### EXERCISE INPUT:
use crate::collection::{all_empty, any_contains, join_bounding_boxes, min_distance, transform_all};
use crate::error::Result;
use crate::{BoundingBox, Geometry, GeometryType, Point, Transform};

#[cfg(feature = "serde")]
use serde::{Deserialize, Serialize};

/// Set of points.
#[derive(Debug, Default, Clone, PartialEq)]
#[cfg_attr(feature = "serde", derive(Serialize, Deserialize))]
pub struct MultiPoint {
    points: Vec<Point>,
}

impl MultiPoint {
    /// Creates a new multipoint.
    pub fn new(points: Vec<Point>) -> Self {
        Self { points }
    }

    /// Member points.
    pub fn points(&self) -> &[Point] {
        &self.points
    }

    /// Number of points, including empty ones.
    pub fn num_points(&self) -> usize {
        self.points.len()
    }

    /// Point with the given index.
    pub fn get(&self, index: usize) -> Option<&Point> {
        self.points.get(index)
    }

    /// Mutable reference to the point with the given index.
    pub fn get_mut(&mut self, index: usize) -> Option<&mut Point> {
        self.points.get_mut(index)
    }

    /// Iterates over the points.
    pub fn iter(&self) -> std::slice::Iter<'_, Point> {
        self.points.iter()
    }

    /// Appends a point.
    pub fn push(&mut self, point: Point) {
        self.points.push(point);
    }

    /// Removes and returns the point with the given index.
    pub fn remove(&mut self, index: usize) -> Option<Point> {
        (index < self.points.len()).then(|| self.points.remove(index))
    }

    /// Removes all points.
    pub fn clear(&mut self) {
        self.points.clear();
    }

    /// Whether no two points are equal.
    pub fn is_simple(&self) -> bool {
        self.points
            .iter()
            .enumerate()
            .all(|(i, p)| !self.points[i + 1..].contains(p))
    }
}

impl From<Vec<Point>> for MultiPoint {
    fn from(value: Vec<Point>) -> Self {
        Self::new(value)
    }
}

impl FromIterator<Point> for MultiPoint {
    fn from_iter<T: IntoIterator<Item = Point>>(iter: T) -> Self {
        Self::new(iter.into_iter().collect())
    }
}

impl<'a> IntoIterator for &'a MultiPoint {
    type Item = &'a Point;
    type IntoIter = std::slice::Iter<'a, Point>;

    fn into_iter(self) -> Self::IntoIter {
        self.points.iter()
    }
}

impl Geometry for MultiPoint {
    fn geometry_type(&self) -> GeometryType {
        GeometryType::MultiPoint
    }

    fn is_empty(&self) -> bool {
        all_empty(&self.points)
    }

    fn bounding_box(&self) -> Option<BoundingBox> {
        join_bounding_boxes(&self.points)
    }

    fn distance(&self, point: &Point) -> Result<f64> {
        min_distance(&self.points, point)
    }

    fn contains(&self, point: &Point) -> Result<bool> {
        any_contains(&self.points, point)
    }
}

impl Transform for MultiPoint {
    fn rotate(&self, degrees: f64, center: &Point) -> Result<Self> {
        Ok(Self::new(transform_all(&self.points, |p| {
            p.rotate(degrees, center)
        })?))
    }

    fn offset(&self, dx: f64, dy: f64) -> Result<Self> {
        Ok(Self::new(transform_all(&self.points, |p| {
            p.offset(dx, dy)
        })?))
    }
}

### PROMPT:
Your task is to copy each line from the material above that includes the word "Result".

### OUTPUT OF THE TASK:
use crate::error::Result;
    fn distance(&self, point: &Point) -> Result<f64> {
    fn contains(&self, point: &Point) -> Result<bool> {
    fn rotate(&self, degrees: f64, center: &Point) -> Result<Self> {
    fn offset(&self, dx: f64, dy: f64) -> Result<Self> {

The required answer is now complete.